Gibt afaik kein direktes, die Obergrenze wird durch die Anzahl der Gegner bestimmt. (Also gibt es doch eins    , aber bisher hat niemand alle Gegner getötet und alle Quests beendet)


----------



## Homerclon (13. Januar 2007)

shimmyrot am 13.01.2007 14:17 schrieb:
			
		

> Gibt afaik kein direktes, die Obergrenze wird durch die Anzahl der Gegner bestimmt. (Also gibt es doch eins    , aber bisher hat niemand alle Gegner getötet und alle Quests beendet)

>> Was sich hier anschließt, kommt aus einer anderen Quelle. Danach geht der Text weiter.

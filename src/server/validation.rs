use chrono::{DateTime, NaiveDate, Utc};

use crate::server::response::ApiError;

const MAX_ROLE_NAME_LEN: usize = 64;
const MAX_ENDPOINT_LEN: usize = 256;

fn is_valid_name_char(c: char) -> bool {
    c.is_ascii_alphanumeric() || c == '-' || c == '_'
}

pub fn validate_role_name(name: &str) -> Result<(), ApiError> {
    if name.is_empty() {
        return Err(ApiError::bad_request("Role name cannot be empty"));
    }
    if name.len() > MAX_ROLE_NAME_LEN {
        return Err(ApiError::bad_request(format!(
            "Role name cannot exceed {MAX_ROLE_NAME_LEN} characters"
        )));
    }
    if !name.chars().all(is_valid_name_char) {
        return Err(ApiError::bad_request(
            "Role name can only contain alphanumeric characters, hyphens, and underscores",
        ));
    }
    Ok(())
}

/// Endpoints are route prefixes such as `/datastore/browse`.
pub fn validate_endpoint(endpoint: &str) -> Result<(), ApiError> {
    if !endpoint.starts_with('/') {
        return Err(ApiError::bad_request("Endpoint must start with '/'"));
    }
    if endpoint.len() > MAX_ENDPOINT_LEN {
        return Err(ApiError::bad_request(format!(
            "Endpoint cannot exceed {MAX_ENDPOINT_LEN} characters"
        )));
    }
    if endpoint.chars().any(char::is_whitespace) {
        return Err(ApiError::bad_request("Endpoint cannot contain whitespace"));
    }
    Ok(())
}

/// Parses an RFC 3339 timestamp or a plain `YYYY-MM-DD` date (midnight UTC).
pub fn parse_since(raw: &str) -> Result<DateTime<Utc>, ApiError> {
    let raw = raw.trim();
    if let Ok(dt) = DateTime::parse_from_rfc3339(raw) {
        return Ok(dt.with_timezone(&Utc));
    }
    NaiveDate::parse_from_str(raw, "%Y-%m-%d")
        .ok()
        .and_then(|d| d.and_hms_opt(0, 0, 0))
        .map(|dt| dt.and_utc())
        .ok_or_else(|| ApiError::bad_request(format!("Invalid date '{raw}'")))
}

#[cfg(test)]
mod tests {
    use chrono::{Datelike, Timelike};

    use super::*;

    #[test]
    fn test_parse_since() {
        let day = parse_since("2024-03-05").unwrap();
        assert_eq!((day.year(), day.month(), day.day(), day.hour()), (2024, 3, 5, 0));

        let ts = parse_since("2024-03-05T10:30:00+02:00").unwrap();
        assert_eq!(ts.hour(), 8);

        assert!(parse_since("yesterday").is_err());
        assert!(parse_since("2024-13-01").is_err());
    }

    #[test]
    fn test_validate_role_name() {
        assert!(validate_role_name("data-steward").is_ok());
        assert!(validate_role_name("").is_err());
        assert!(validate_role_name("bad name").is_err());
        assert!(validate_role_name(&"a".repeat(65)).is_err());
    }

    #[test]
    fn test_validate_endpoint() {
        assert!(validate_endpoint("/pipeline/runlogs").is_ok());
        assert!(validate_endpoint("pipeline").is_err());
        assert!(validate_endpoint("/a b").is_err());
    }
}
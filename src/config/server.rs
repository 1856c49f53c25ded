use std::net::SocketAddr;
use std::path::{Path, PathBuf};

use serde::Deserialize;

use crate::error::{Error, Result};

const DEFAULT_USERINFO_URL: &str = "https://www.googleapis.com/oauth2/v3/userinfo";
const ERP_API_KEY_ENV: &str = "WAREHOUSE_ERP_API_KEY";

/// Top-level configuration, loadable from a TOML file. Every field has a
/// default so an empty file is valid.
#[derive(Debug, Clone, Default, Deserialize)]
#[serde(default)]
pub struct Config {
    pub server: ServerConfig,
    pub erp: ErpConfig,
    pub auth: AuthConfig,
    pub executor: ExecutorConfig,
}

impl Config {
    pub fn from_toml_str(raw: &str) -> Result<Self> {
        toml::from_str(raw).map_err(|e| Error::Config(e.to_string()))
    }

    pub fn load(path: &Path) -> Result<Self> {
        let raw = std::fs::read_to_string(path)?;
        let mut config = Self::from_toml_str(&raw)?;
        config.apply_env();
        Ok(config)
    }

    /// Applies overrides read from the process environment.
    pub fn apply_env(&mut self) {
        if let Ok(key) = std::env::var(ERP_API_KEY_ENV) {
            if !key.is_empty() {
                self.erp.api_key = Some(key);
            }
        }
    }
}

#[derive(Debug, Clone, Deserialize)]
#[serde(default)]
pub struct ServerConfig {
    pub host: String,
    pub port: u16,
    pub data_dir: PathBuf,
}

impl ServerConfig {
    pub fn socket_addr(&self) -> std::result::Result<SocketAddr, std::net::AddrParseError> {
        format!("{}:{}", self.host, self.port).parse()
    }

    #[must_use]
    pub fn db_path(&self) -> PathBuf {
        self.data_dir.join("warehouse.db")
    }
}

impl Default for ServerConfig {
    fn default() -> Self {
        Self {
            host: "127.0.0.1".to_string(),
            port: 8080,
            data_dir: PathBuf::from("./data"),
        }
    }
}

/// Where pipeline runs pull their rows from.
#[derive(Debug, Clone, Deserialize)]
#[serde(default)]
pub struct ErpConfig {
    /// Base URL of the ERP export API. Pulls fail while unset.
    pub base_url: Option<String>,
    pub api_key: Option<String>,
    pub timeout_secs: u64,
}

impl Default for ErpConfig {
    fn default() -> Self {
        Self {
            base_url: None,
            api_key: None,
            timeout_secs: 60,
        }
    }
}

#[derive(Debug, Clone, Copy, PartialEq, Eq, Default, Deserialize)]
#[serde(rename_all = "kebab-case")]
pub enum AuthMode {
    /// Ask the identity provider's UserInfo endpoint who the token belongs to.
    #[default]
    Userinfo,
    /// Read `sub` from the JWT payload without checking the signature.
    /// Only for deployments where a gateway has already verified the token.
    JwtClaims,
}

#[derive(Debug, Clone, Deserialize)]
#[serde(default)]
pub struct AuthConfig {
    pub mode: AuthMode,
    pub userinfo_url: String,
}

impl Default for AuthConfig {
    fn default() -> Self {
        Self {
            mode: AuthMode::default(),
            userinfo_url: DEFAULT_USERINFO_URL.to_string(),
        }
    }
}

#[derive(Debug, Clone, Deserialize)]
#[serde(default)]
pub struct ExecutorConfig {
    /// Pipeline runs allowed to pull at the same time; the rest wait.
    pub max_concurrent_runs: usize,
    /// How long shutdown waits for in-flight runs.
    pub shutdown_grace_secs: u64,
}

impl Default for ExecutorConfig {
    fn default() -> Self {
        Self {
            max_concurrent_runs: 8,
            shutdown_grace_secs: 30,
        }
    }
}

#[cfg(test)]
mod tests {
    use super::*;

    #[test]
    fn test_empty_file_uses_defaults() {
        let config = Config::from_toml_str("").unwrap();
        assert_eq!(config.server.port, 8080);
        assert_eq!(config.auth.mode, AuthMode::Userinfo);
        assert_eq!(config.executor.max_concurrent_runs, 8);
        assert!(config.erp.base_url.is_none());
        assert_eq!(config.server.db_path(), PathBuf::from("./data/warehouse.db"));
    }

    #[test]
    fn test_partial_sections() {
        let config = Config::from_toml_str(
            r#"
            [server]
            port = 9000

            [erp]
            base_url = "http://erp.internal"
            timeout_secs = 5

            [auth]
            mode = "jwt-claims"
            "#,
        )
        .unwrap();

        assert_eq!(config.server.port, 9000);
        assert_eq!(config.server.host, "127.0.0.1");
        assert_eq!(config.erp.base_url.as_deref(), Some("http://erp.internal"));
        assert_eq!(config.erp.timeout_secs, 5);
        assert_eq!(config.auth.mode, AuthMode::JwtClaims);
        assert_eq!(config.auth.userinfo_url, DEFAULT_USERINFO_URL);
    }

    #[test]
    fn test_invalid_toml_is_config_error() {
        let result = Config::from_toml_str("[server]\nport = \"eighty\"");
        assert!(matches!(result, Err(Error::Config(_))));
    }

    #[test]
    fn test_socket_addr() {
        let config = ServerConfig::default();
        assert_eq!(config.socket_addr().unwrap().port(), 8080);
    }
}
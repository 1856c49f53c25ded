mod helpers;
mod middleware;
mod provision;
mod verifier;

pub use helpers::{decode_jwt_subject, extract_bearer_token};
pub use middleware::{AuthError, RequireIdentity, RequireUser};
pub use provision::{
    BUILTIN_ROLES, bootstrap_roles, ensure_default_role, ensure_role, find_or_create_user_from_oauth,
    set_user_role,
};
pub use verifier::IdentityVerifier;
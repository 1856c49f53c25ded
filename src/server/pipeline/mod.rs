mod handlers;

use std::sync::Arc;

use axum::{
    Router,
    routing::{get, patch, post},
};

use crate::server::AppState;

/// Route prefix whose access rules gate the pipeline API.
const PIPELINE_ROUTE: &str = "/pipeline";

pub fn pipeline_router() -> Router<Arc<AppState>> {
    Router::new()
        .route("/pipelines", get(handlers::list_pipelines))
        .route("/pipelines/run", post(handlers::run_pipeline))
        .route("/pipelines/{id}", patch(handlers::set_pipeline_enabled))
        .route(
            "/pipelines/{pipeline_id}/executions/{execution_id}",
            get(handlers::get_execution_status),
        )
}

Das wird wohl auch noch eine weile dauern bis man das maximale lvl kennt, da ja eigentlich bei jedem schonmal ein Gegner durch die Wand marschiert ist.
wenn man pech hat werden dadurch auch quests unlösbar.
Ausserdem wird noch am Balancing gearbeitet, also möglich das noch Gegner dazu kommen oder verschwinden.

Sicher zu erreichen ist ein Lvl von über 70.
Das hab ich derzeit, und ich habs noch nicht durch, es leben noch viele Monster, einige Orks & Assassinen gibts auch noch.
Ich hab auch schon gelesen das ein paar ein Lvl von über 80 erreicht haben.

Man muss aber beachten: Mit Patch 1.08 wurden in Nordmar einige Gegner entfernt, daher kann man mit Version 1.06 und 1.07 ein höheres Lvl erreichen.


----------



## TheGameMC (13. Januar 2007)

mit allen quests würd ich level 86 schätzen.
ich habs gestern durchgespielt, war aber erst 62  .


----------



## Tiger39 (14. Januar 2007)

TheGameMC am 13.01.2007 16:33 schrieb:
			
		

> mit allen quests würd ich level 86 schätzen.
> ich habs gestern durchgespielt, war aber erst 62  .



Ich habe es bis auf 77 geschafft, wollte aber nicht alle Menschen/Orks sinnlos niedermetzeln   .


----------



## Grappa11 (14. Januar 2007)

Homerclon am 13.01.2007 15:43 schrieb:
			
		

> Man muss aber beachten: Mit Patch 1.08 wurden in Nordmar einige Gegner entfernt, daher kann man mit Version 1.06 und 1.07 ein höheres Lvl erreichen.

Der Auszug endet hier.